Coupe-ified SUVs like the Sportback tend to sacrifice a significant amount of U in pursuit of more S, but happily that’s not really the case here. 

Obviously the Q4 SUV’s boot is a more useful shape than the Sportback’s, but there’s honestly not much in it when it comes to sheer volume (just 30 litres with the seats folded). As for the back seats, somehow the Sportback has enough headroom back there that six-footers can sit bolt upright without brushing the headliner. They’ll have enough legroom too. Really is well-packaged, this thing. 

IS IT EXPENSIVE? 

Relative to a Dacia Sandero, yes. Yes the Audi Q4 Sportback is very expensive. But relative to its key rivals, no, it really isn’t. 

Prices start at £42,825, making the Sportback £1,500 more expensive than the equivalent Q4 SUV. 

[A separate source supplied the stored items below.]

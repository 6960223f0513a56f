//! Shared helpers for integration tests.

use std::sync::Once;

use tracing_subscriber::EnvFilter;

static INIT: Once = Once::new();

/// Route lifecycle logs to the test writer. Set `RUST_LOG=lifecycle=trace`
/// to see them.
pub fn init_logging() {
    INIT.call_once(|| {
        let _ = tracing_subscriber::fmt()
            .with_env_filter(EnvFilter::from_default_env())
            .with_test_writer()
            .try_init();
    });
}
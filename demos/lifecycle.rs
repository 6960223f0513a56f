//! Walk through the three ownership disciplines.
//!
//! Run with: RUST_LOG=lifecycle=trace cargo run --example lifecycle

use lifecycle::{CountingRelease, ExclusiveHandle, FileGuard, SharedHandle};
use tracing_subscriber::EnvFilter;

fn main() -> lifecycle::Result<()> {
    tracing_subscriber::fmt()
        .with_env_filter(
            EnvFilter::try_from_default_env().unwrap_or_else(|_| EnvFilter::new("lifecycle=debug")),
        )
        .init();

    println!("--- Scoped file ---");
    {
        let mut file = FileGuard::create("example.txt");
        println!("Status: {:?}", file.status());
        file.write_line("Hello, RAII!")?;
    } // closed here

    println!("\n--- Exclusive array ---");
    let mut squares = ExclusiveHandle::<[i32]>::with_len(5)?;
    for i in 0..5 {
        squares[i] = (i * i) as i32;
    }
    for (i, v) in squares.as_slice()?.iter().enumerate() {
        println!("arr[{}] = {}", i, v);
    }

    let owner = squares.transfer();
    println!("Source empty after transfer: {}", squares.is_empty());
    println!("Destination holds: {:?}", owner.as_slice()?);

    println!("\n--- Shared value ---");
    let released = CountingRelease::new();
    let first = SharedHandle::with_release(20, released.clone())?;
    {
        let second = first.clone();
        println!("Use count: {}", first.use_count());
        println!("Value: {}", second.get()?);
    }
    println!("Use count after inner block: {}", first.use_count());
    drop(first);
    println!("Releases: {}", released.count());

    println!("\n--- Unwritable path ---");
    let mut missing = FileGuard::create("/nonexistent-dir/out.txt");
    println!("Status: {:?}", missing.status());
    if let Some(err) = missing.error() {
        println!("Open error: {}", err);
    }
    if let Err(err) = missing.write_line("dropped") {
        println!("Write ignored: {}", err);
    }

    Ok(())
}
//! Ownership wrappers with deterministic release.
//!
//! This crate provides three ownership disciplines over a heap-allocated or
//! externally-managed resource:
//!
//! - [`ExclusiveHandle`]: one owner at a time; ownership moves explicitly
//!   and leaves the source empty. Copying is rejected at compile time.
//! - [`SharedHandle`] / [`LocalSharedHandle`]: any number of owners tracked
//!   by a reference count; the resource is released when the count drops
//!   to zero.
//! - [`ScopedGuard`] / [`FileGuard`]: a resource bound to a scope and
//!   released exactly once on every exit path.
//!
//! Each wrapper is parametrised over a [`Release`] function, and every
//! resource is released at most once.
//!
//! # Example
//!
//! ```
//! use lifecycle::{CountingRelease, ExclusiveHandle, SharedHandle};
//!
//! fn main() -> lifecycle::Result<()> {
//!     // Exclusive ownership moves.
//!     let mut buffer = ExclusiveHandle::<[i32]>::from_fn(5, |i| (i * i) as i32)?;
//!     let owner = buffer.transfer();
//!     assert!(buffer.is_empty());
//!     assert_eq!(owner.as_slice()?, &[0, 1, 4, 9, 16]);
//!
//!     // Shared ownership counts.
//!     let released = CountingRelease::new();
//!     let first = SharedHandle::with_release(20, released.clone())?;
//!     {
//!         let second = first.clone();
//!         assert_eq!(second.use_count(), 2);
//!     }
//!     assert_eq!(first.use_count(), 1);
//!     drop(first);
//!     assert_eq!(released.count(), 1);
//!
//!     Ok(())
//! }
//! ```
//!
//! # Misuse
//!
//! Accessing an emptied [`ExclusiveHandle`] or a reset [`SharedHandle`]
//! through `get` reports [`Error::EmptyHandle`]. Indexing an empty slice
//! handle panics, as does indexing out of bounds. Acting on a
//! [`ScopedGuard`] that failed to open reports [`Error::NotOpen`] and has
//! no other effect.
//!
//! # Logging
//!
//! Lifecycle events are emitted through `tracing` at `trace` and `debug`
//! level; ignored operations and close failures are emitted at `warn`. The
//! crate never installs a subscriber.

pub mod error;
pub mod exclusive;
pub mod guard;
mod platform;
pub mod release;
pub mod shared;
pub mod types;

// Re-export main types at the crate root
pub use error::{Error, Result};
pub use exclusive::ExclusiveHandle;
pub use guard::{CloseFile, FileGuard, ScopedGuard};
pub use platform::ResourceId;
pub use release::{CountingRelease, DefaultRelease, Release, ReleaseFn};
pub use shared::{AtomicCount, CountedHandle, LocalCount, LocalSharedHandle, RefCount, SharedHandle};
pub use types::{FileOptions, GuardStatus, OpenMode, DEFAULT_BUFFER_CAPACITY};
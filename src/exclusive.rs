//! Exclusive ownership with explicit transfer.

use std::fmt;
use std::mem;
use std::ops::{Index, IndexMut};

use tracing::{debug, trace};

use crate::error::{Error, Result};
use crate::platform::{try_box, try_boxed_slice, ResourceId};
use crate::release::{DefaultRelease, Release};

/// A resource together with the function that releases it.
struct Owned<T: ?Sized, D> {
    id: ResourceId,
    releaser: D,
    resource: Box<T>,
}

impl<T: ?Sized, D: Release<Box<T>>> Owned<T, D> {
    fn new(resource: Box<T>, releaser: D) -> Self {
        let id = ResourceId::next();
        trace!(%id, "exclusive resource acquired");
        Self {
            id,
            releaser,
            resource,
        }
    }

    fn release(self) {
        let Owned {
            id,
            mut releaser,
            resource,
        } = self;
        trace!(%id, "exclusive resource released");
        releaser.release(resource);
    }
}

/// Sole owner of a heap resource.
///
/// At most one `ExclusiveHandle` refers to a given resource. Ownership can
/// be moved to another handle with [`transfer`](Self::transfer) or
/// [`assign_from`](Self::assign_from), which leave the source empty. The
/// release function runs exactly once: on drop, on [`reset`](Self::reset),
/// or when a transfer overwrites a held resource.
///
/// Handles cannot be copied:
///
/// ```compile_fail
/// let a = lifecycle::ExclusiveHandle::new(1u8).unwrap();
/// let b = a.clone();
/// ```
///
/// # Example
///
/// ```
/// use lifecycle::ExclusiveHandle;
///
/// let mut squares = ExclusiveHandle::<[i32]>::with_len(5)?;
/// for i in 0..5 {
///     squares[i] = (i * i) as i32;
/// }
///
/// let moved = squares.transfer();
/// assert!(squares.is_empty());
/// assert_eq!(moved.as_slice()?, &[0, 1, 4, 9, 16]);
/// # Ok::<(), lifecycle::Error>(())
/// ```
pub struct ExclusiveHandle<T: ?Sized, D: Release<Box<T>> = DefaultRelease> {
    slot: Option<Owned<T, D>>,
}

impl<T> ExclusiveHandle<T> {
    /// Allocate `value` on the heap and own it.
    pub fn new(value: T) -> Result<Self> {
        Self::with_release(value, DefaultRelease)
    }
}

impl<T, D: Release<Box<T>>> ExclusiveHandle<T, D> {
    /// Allocate `value` on the heap, releasing it with `releaser`.
    pub fn with_release(value: T, releaser: D) -> Result<Self> {
        let resource = try_box(value)?;
        Ok(Self::from_box(resource, releaser))
    }
}

impl<T: ?Sized, D: Release<Box<T>>> ExclusiveHandle<T, D> {
    /// Take ownership of an existing allocation.
    pub fn from_box(resource: Box<T>, releaser: D) -> Self {
        Self {
            slot: Some(Owned::new(resource, releaser)),
        }
    }

    /// Create a handle that owns nothing.
    pub fn empty() -> Self {
        Self { slot: None }
    }

    /// Check if the handle owns nothing.
    pub fn is_empty(&self) -> bool {
        self.slot.is_none()
    }

    /// Identity of the owned resource, invalid when empty.
    pub fn id(&self) -> ResourceId {
        self.slot
            .as_ref()
            .map(|owned| owned.id)
            .unwrap_or_default()
    }

    /// Borrow the resource.
    ///
    /// Returns [`Error::EmptyHandle`] if the resource was transferred away
    /// or released.
    pub fn get(&self) -> Result<&T> {
        match &self.slot {
            Some(owned) => Ok(&*owned.resource),
            None => Err(Error::EmptyHandle),
        }
    }

    /// Mutably borrow the resource.
    pub fn get_mut(&mut self) -> Result<&mut T> {
        match &mut self.slot {
            Some(owned) => Ok(&mut *owned.resource),
            None => Err(Error::EmptyHandle),
        }
    }

    /// Move ownership into a new handle, leaving `self` empty.
    pub fn transfer(&mut self) -> Self {
        let slot = self.slot.take();
        if let Some(owned) = &slot {
            debug!(id = %owned.id, "exclusive resource transferred");
        }
        Self { slot }
    }

    /// Move ownership from `src` into `self`, leaving `src` empty.
    ///
    /// A resource already held by `self` is released first. If `src` is
    /// empty, `self` ends up empty too.
    pub fn assign_from(&mut self, src: &mut Self) {
        let incoming = src.slot.take();
        if let Some(owned) = &incoming {
            debug!(id = %owned.id, "exclusive resource transferred");
        }
        if let Some(previous) = mem::replace(&mut self.slot, incoming) {
            previous.release();
        }
    }

    /// Release the resource now. Does nothing if the handle is empty.
    pub fn reset(&mut self) {
        if let Some(owned) = self.slot.take() {
            owned.release();
        }
    }

    /// Give up ownership without running the release function.
    pub fn into_box(mut self) -> Option<Box<T>> {
        self.slot.take().map(|owned| owned.resource)
    }
}

impl<T> ExclusiveHandle<[T]> {
    /// Allocate `len` elements initialised with `init(index)`.
    pub fn from_fn<F>(len: usize, init: F) -> Result<Self>
    where
        F: FnMut(usize) -> T,
    {
        Self::slice_with_release(len, init, DefaultRelease)
    }
}

impl<T: Default> ExclusiveHandle<[T]> {
    /// Allocate `len` default-initialised elements.
    pub fn with_len(len: usize) -> Result<Self> {
        Self::from_fn(len, |_| T::default())
    }
}

impl<T, D: Release<Box<[T]>>> ExclusiveHandle<[T], D> {
    /// Allocate `len` elements, releasing them with `releaser`.
    pub fn slice_with_release<F>(len: usize, init: F, releaser: D) -> Result<Self>
    where
        F: FnMut(usize) -> T,
    {
        let resource = try_boxed_slice(len, init)?;
        Ok(Self::from_box(resource, releaser))
    }

    /// Number of owned elements, zero when empty.
    pub fn len(&self) -> usize {
        self.slot
            .as_ref()
            .map(|owned| owned.resource.len())
            .unwrap_or(0)
    }

    /// Borrow the elements.
    pub fn as_slice(&self) -> Result<&[T]> {
        self.get()
    }

    /// Mutably borrow the elements.
    pub fn as_mut_slice(&mut self) -> Result<&mut [T]> {
        self.get_mut()
    }

    /// First element, `None` when empty or zero-length.
    pub fn first(&self) -> Option<&T> {
        self.slot.as_ref().and_then(|owned| owned.resource.first())
    }

    /// Set every element to `value`.
    pub fn fill(&mut self, value: T) -> Result<()>
    where
        T: Clone,
    {
        self.as_mut_slice()?.fill(value);
        Ok(())
    }

    /// Allocate a second resource holding a copy of the elements.
    ///
    /// This is the only way to duplicate an exclusive resource; the copy
    /// gets its own identity and a clone of the release function.
    pub fn try_clone_deep(&self) -> Result<Self>
    where
        T: Clone,
        D: Clone,
    {
        let owned = self.slot.as_ref().ok_or(Error::EmptyHandle)?;
        let items = &owned.resource;
        let copy = try_boxed_slice(items.len(), |i| items[i].clone())?;
        debug!(from = %owned.id, len = items.len(), "exclusive resource deep-copied");
        Ok(Self::from_box(copy, owned.releaser.clone()))
    }
}

/// Indexes the owned elements.
///
/// # Panics
///
/// Panics if the handle is empty or `index` is out of bounds.
impl<T, D: Release<Box<[T]>>> Index<usize> for ExclusiveHandle<[T], D> {
    type Output = T;

    fn index(&self, index: usize) -> &T {
        match &self.slot {
            Some(owned) => &owned.resource[index],
            None => panic!("indexed an empty ExclusiveHandle"),
        }
    }
}

impl<T, D: Release<Box<[T]>>> IndexMut<usize> for ExclusiveHandle<[T], D> {
    fn index_mut(&mut self, index: usize) -> &mut T {
        match &mut self.slot {
            Some(owned) => &mut owned.resource[index],
            None => panic!("indexed an empty ExclusiveHandle"),
        }
    }
}

impl<T: ?Sized, D: Release<Box<T>>> Default for ExclusiveHandle<T, D> {
    fn default() -> Self {
        Self::empty()
    }
}

impl<T: ?Sized + fmt::Debug, D: Release<Box<T>>> fmt::Debug for ExclusiveHandle<T, D> {
    fn fmt(&self, f: &mut fmt::Formatter<'_>) -> fmt::Result {
        match &self.slot {
            Some(owned) => f
                .debug_struct("ExclusiveHandle")
                .field("id", &owned.id)
                .field("resource", &&*owned.resource)
                .finish(),
            None => f.write_str("ExclusiveHandle(<empty>)"),
        }
    }
}

impl<T: ?Sized, D: Release<Box<T>>> Drop for ExclusiveHandle<T, D> {
    fn drop(&mut self) {
        if let Some(owned) = self.slot.take() {
            owned.release();
        }
    }
}

#[cfg(test)]
mod tests {
    use super::*;
    use crate::release::CountingRelease;

    #[test]
    fn test_new_and_get() {
        let mut h = ExclusiveHandle::new(10).unwrap();
        assert!(!h.is_empty());
        assert!(h.id().is_valid());
        *h.get_mut().unwrap() += 1;
        assert_eq!(*h.get().unwrap(), 11);
    }

    #[test]
    fn test_empty_access_is_reported() {
        let mut h: ExclusiveHandle<u32> = ExclusiveHandle::empty();
        assert!(h.is_empty());
        assert!(!h.id().is_valid());
        assert!(matches!(h.get(), Err(Error::EmptyHandle)));
        assert!(matches!(h.get_mut(), Err(Error::EmptyHandle)));
    }

    #[test]
    fn test_transfer_keeps_identity() {
        let mut a = ExclusiveHandle::new("payload").unwrap();
        let id = a.id();

        let b = a.transfer();
        assert!(a.is_empty());
        assert_eq!(b.id(), id);
        assert_eq!(*b.get().unwrap(), "payload");
    }

    #[test]
    fn test_assign_from_releases_previous() {
        let counter = CountingRelease::new();
        let mut dst = ExclusiveHandle::with_release(1, counter.clone()).unwrap();
        let mut src = ExclusiveHandle::with_release(2, counter.clone()).unwrap();

        dst.assign_from(&mut src);
        assert_eq!(counter.count(), 1);
        assert!(src.is_empty());
        assert_eq!(*dst.get().unwrap(), 2);

        drop(src);
        assert_eq!(counter.count(), 1);
        drop(dst);
        assert_eq!(counter.count(), 2);
    }

    #[test]
    fn test_assign_from_empty_source_empties_destination() {
        let counter = CountingRelease::new();
        let mut dst = ExclusiveHandle::with_release(1, counter.clone()).unwrap();
        let mut src = ExclusiveHandle::empty();

        dst.assign_from(&mut src);
        assert!(dst.is_empty());
        assert_eq!(counter.count(), 1);
    }

    #[test]
    fn test_reset_is_idempotent() {
        let counter = CountingRelease::new();
        let mut h = ExclusiveHandle::with_release(5u8, counter.clone()).unwrap();

        h.reset();
        h.reset();
        drop(h);
        assert_eq!(counter.count(), 1);
    }

    #[test]
    fn test_into_box_skips_release() {
        let counter = CountingRelease::new();
        let h = ExclusiveHandle::with_release(9u8, counter.clone()).unwrap();

        let b = h.into_box().unwrap();
        assert_eq!(*b, 9);
        assert_eq!(counter.count(), 0);
    }

    #[test]
    fn test_slice_accessors() {
        let mut h = ExclusiveHandle::<[i32]>::with_len(3).unwrap();
        assert_eq!(h.len(), 3);
        h.fill(42).unwrap();
        assert_eq!(h.first(), Some(&42));
        h[1] = 7;
        assert_eq!(h.as_slice().unwrap(), &[42, 7, 42]);

        let moved = h.transfer();
        assert_eq!(h.len(), 0);
        assert_eq!(h.first(), None);
        assert!(h.fill(1).is_err());
        assert_eq!(moved.len(), 3);
    }

    #[test]
    #[should_panic(expected = "indexed an empty ExclusiveHandle")]
    fn test_index_after_transfer_panics() {
        let mut h = ExclusiveHandle::<[u8]>::with_len(2).unwrap();
        let _moved = h.transfer();
        let value = h[0];
        assert_eq!(value, 0);
    }

    #[test]
    fn test_try_clone_deep_is_independent() {
        let counter = CountingRelease::new();
        let mut a =
            ExclusiveHandle::slice_with_release(4, |i| i as u16, counter.clone()).unwrap();
        let b = a.try_clone_deep().unwrap();

        assert_ne!(a.id(), b.id());
        a[0] = 100;
        assert_eq!(b.as_slice().unwrap(), &[0, 1, 2, 3]);

        drop(a);
        drop(b);
        assert_eq!(counter.count(), 2);
    }

    #[test]
    fn test_unsized_from_box() {
        let h = ExclusiveHandle::from_box(Box::<str>::from("text"), DefaultRelease);
        assert_eq!(h.get().unwrap(), "text");
        assert!(format!("{h:?}").contains("\"text\""));
    }

    #[test]
    fn test_allocation_failure_is_reported() {
        let err = ExclusiveHandle::<[u64]>::with_len(usize::MAX).unwrap_err();
        assert!(err.is_allocation_failure());
    }
}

Rivals are the same as the Q4 SUV – Mercedes EQA, Polestar 2 and Volvo XC40 Recharge (the forthcoming C40 Recharge is a closer match for the Sportback, with its coupe-ified rear-end). Also worth looking at the VW ID.4 and Skoda Enyaq.

WHAT SPECS HAVE YOU TESTED SO FAR? 

You can order one now, but the Sportback doesn’t officially arrive in the UK until September, which is when we’ll drive all the other versions. For now the only one we’ve tested is a top-of-the-range e-tron Sportback 50 Edition 1, fitted with every conceivable optional extra and thus costing north of £60,000. We have however tested the Q4 e-tron 40 in SUV form. 

Our choice from the range

What's the verdict?

A coupe-ified SUV that isn't massively less practical than the car on which it's based. But you still want the SUV

Quality interior, good (claimed) range, excellent tech and reasonably priced relative to the competition – the Q4 is sure to do very well indeed. Audi reckons that from 2022 the Q4 will be its second best-selling model behind the A3 hatchback, with the Sportback accounting for around 16 per cent of Q4 sales. 

We were expecting to give it a bit of a kicking for having an unacceptably tiny boot and about as much rear-headroom as a two-man tent. Because it’s a coupe-ified SUV and, well… that’s just what they’re like. 

But then we sat in one. Sure the Sportback’s boot is a less useful shape than the Q4 SUV’s, but in terms of outright capacity it’s barely any smaller. You can fit actual adults in the back too – there’s loads of legroom and more than enough headroom for a six-footer to sit up straight. That’s clever packaging. Kudos Audi. 

We’d still have the SUV, though, because it’s that little bit more practical, cheaper to buy and feels exactly the same to drive as the slipperier Sportback. Which as you’ll have read in our review of the Q4 SUV, is pretty good in a comfy and reassuring, if unengaging, kind of way. Whatever bodystyle you go for, though, rest assured the Audi Q4 is A Good Car.